All this good news emanating from the Korean peninsula will be at least somewhat for naught if Trump’s meeting with Kim goes south…which could happen if Trump comes in demanding too much. Maybe he’ll exhibit some finesse and just get the ball rolling on some of these other issues while focusing on the nuclear issue. But when was the last time Donald Trump finessed anything?
Protesters in Senegal are angry at proposed changes to the country’s electoral law that could limit the pool of candidates in next year’s presidential election:
Mali’s al-Qaeda branch, Nusrat al-Islam, has claimed credit for an attack last week in Timbuktu in which they killed one United Nations peacekeeper and wounded seven French soldiers. The attackers disguised themselves as Malian soldiers and peacekeepers.

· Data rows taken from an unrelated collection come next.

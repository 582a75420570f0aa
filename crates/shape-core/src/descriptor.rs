//! Descriptor trait and the primitive descriptors

use serde_json::Value;

use crate::dynamic::AnyDescriptor;
use crate::error::{Outcome, ValidationError};
use crate::kind::Kind;

/// A validation rule together with the type it produces.
///
/// `validate` must be total and pure: every input yields an `Outcome`, and the
/// same input always yields the same one.
pub trait Descriptor {
    /// Type recovered when validation succeeds.
    type Output;

    fn kind(&self) -> Kind;

    fn validate(&self, input: &Value) -> Outcome<Self::Output>;

    /// Convert the validated value with `f`, e.g. to build a named struct from
    /// an object's field tuple.
    fn map<U, F>(self, f: F) -> Mapped<Self, F>
    where
        Self: Sized,
        F: Fn(Self::Output) -> U,
    {
        Mapped { inner: self, f }
    }

    /// Erase the output type so descriptors can be stored side by side.
    fn erase(self) -> AnyDescriptor
    where
        Self: Sized + Send + Sync + 'static,
        Self::Output: Into<Value>,
    {
        AnyDescriptor::new(self)
    }
}

/// Output type declared by a descriptor.
pub type Infer<D> = <D as Descriptor>::Output;

#[derive(Debug, Clone, Copy, Default)]
pub struct BoolDescriptor;

#[derive(Debug, Clone, Copy, Default)]
pub struct StringDescriptor;

#[derive(Debug, Clone, Copy, Default)]
pub struct NumberDescriptor;

pub fn boolean() -> BoolDescriptor {
    BoolDescriptor
}

pub fn string() -> StringDescriptor {
    StringDescriptor
}

/// Typed numbers are read as `f64`, so integers beyond 2^53 lose precision.
/// Erased number descriptors (see [`Descriptor::erase`]) return the input
/// number untouched.
pub fn number() -> NumberDescriptor {
    NumberDescriptor
}

impl Descriptor for BoolDescriptor {
    type Output = bool;

    fn kind(&self) -> Kind {
        Kind::Boolean
    }

    fn validate(&self, input: &Value) -> Outcome<bool> {
        input
            .as_bool()
            .ok_or(ValidationError::TypeMismatch(Kind::Boolean))
    }
}

impl Descriptor for StringDescriptor {
    type Output = String;

    fn kind(&self) -> Kind {
        Kind::String
    }

    fn validate(&self, input: &Value) -> Outcome<String> {
        input
            .as_str()
            .map(str::to_owned)
            .ok_or(ValidationError::TypeMismatch(Kind::String))
    }
}

impl Descriptor for NumberDescriptor {
    type Output = f64;

    fn kind(&self) -> Kind {
        Kind::Number
    }

    fn validate(&self, input: &Value) -> Outcome<f64> {
        // as_f64 is None for every non-number, so strings like "7" are rejected
        input
            .as_f64()
            .ok_or(ValidationError::TypeMismatch(Kind::Number))
    }

    fn erase(self) -> AnyDescriptor {
        AnyDescriptor::new(ExactNumber)
    }
}

/// Number check that hands back the input `Value` itself.
#[derive(Debug, Clone, Copy)]
struct ExactNumber;

impl Descriptor for ExactNumber {
    type Output = Value;

    fn kind(&self) -> Kind {
        Kind::Number
    }

    fn validate(&self, input: &Value) -> Outcome<Value> {
        if input.is_number() {
            Ok(input.clone())
        } else {
            Err(ValidationError::TypeMismatch(Kind::Number))
        }
    }
}

/// Descriptor returned by [`Descriptor::map`].
#[derive(Debug, Clone)]
pub struct Mapped<D, F> {
    inner: D,
    f: F,
}

impl<D, F, U> Descriptor for Mapped<D, F>
where
    D: Descriptor,
    F: Fn(D::Output) -> U,
{
    type Output = U;

    fn kind(&self) -> Kind {
        self.inner.kind()
    }

    fn validate(&self, input: &Value) -> Outcome<U> {
        self.inner.validate(input).map(&self.f)
    }
}
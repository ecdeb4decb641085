use crate::domain::payment::EntryId;
use chrono::NaiveDate;
use thiserror::Error;

#[derive(Error, Debug)]
pub enum DispatchError {
    /// A record failed local checks before any collaborator was contacted.
    #[error("{0}")]
    Validation(String),
    #[error("Attachment error: {0}")]
    Attachment(String),
    #[error("Delivery error: {0}")]
    Delivery(String),
    #[error("Remote query error: {0}")]
    RemoteQuery(String),
    #[error("No active ledger session; connect first")]
    NoSession,
    #[error("Select at least one payment")]
    NothingSelected,
    #[error("Invalid date range: {from} is after {to}")]
    InvalidDateRange { from: NaiveDate, to: NaiveDate },
    #[error("Configuration error: {0}")]
    Config(#[from] config::ConfigError),
    #[error("IO error: {0}")]
    Io(#[from] std::io::Error),
    #[error("CSV error: {0}")]
    Csv(#[from] csv::Error),
    #[error("JSON error: {0}")]
    Json(#[from] serde_json::Error),
}

/// Failure to persist a delivery outcome in the remote ledger.
///
/// Kept apart from [`DispatchError`] so that callers have to decide what to do
/// with it explicitly; the dispatch loop never propagates it.
#[derive(Error, Debug, Clone, PartialEq, Eq)]
#[error("Remote update error for entry {entry}: {message}")]
pub struct RemoteUpdateError {
    pub entry: EntryId,
    pub message: String,
}

impl RemoteUpdateError {
    pub fn new(entry: EntryId, message: impl Into<String>) -> Self {
        Self {
            entry,
            message: message.into(),
        }
    }
}

pub type Result<T> = std::result::Result<T, DispatchError>;
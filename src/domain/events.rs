use super::payment::{EmailStatus, EntryId};

#[derive(Debug, Clone, PartialEq, Eq)]
pub enum ChangeKind {
    Selected(bool),
    Status(EmailStatus),
    /// The whole working set was swapped for a new search result.
    WorkingSetReplaced { len: usize },
}

#[derive(Debug, Clone, PartialEq, Eq)]
pub struct RecordChange {
    /// `None` for changes that concern the working set as a whole.
    pub entry: Option<EntryId>,
    pub kind: ChangeKind,
}

impl RecordChange {
    pub fn record(entry: EntryId, kind: ChangeKind) -> Self {
        Self {
            entry: Some(entry),
            kind,
        }
    }

    pub fn replaced(len: usize) -> Self {
        Self {
            entry: None,
            kind: ChangeKind::WorkingSetReplaced { len },
        }
    }
}

/// Aggregate counts as they stand right after a change was committed.
#[derive(Debug, Clone, Copy, PartialEq, Eq, Default)]
pub struct SelectionCounts {
    pub selected: usize,
    pub sent: usize,
}

/// Receives working-set changes synchronously, in commit order.
pub trait ChangeObserver: Send + Sync {
    fn on_change(&self, change: &RecordChange, counts: SelectionCounts);
}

The United Kingdom would love to welcome Zimbabwe back into the Commonwealth of Nations. However, it’s waiting to see if President Emmerson Mnangagwa makes good on his promise to hold free and fair elections later this year. Robert Mugabe yanked Zimbabwe out of the Commonwealth in 2003 because he was tired of being criticized for, well, you name it. Mostly it was because he kept seizing land from white farmers, which probably isn’t even in the 10 worst things Mugabe did while in power, but this is the Commonwealth of Nations we’re talking about so it’s not that surprising what their priorities are.
South African President Cyril Ramaphosa had to leave this week’s Commonwealth summit a day early, on Thursday, to return home and address protesters in the city of Mahikeng. Angered by poor public services, people have been demonstrating, at times violently, in Mahikeng since Wednesday. They want the provincial governor, Supra Mahumapelo, to resign. Ramaphosa is urging people to be calm.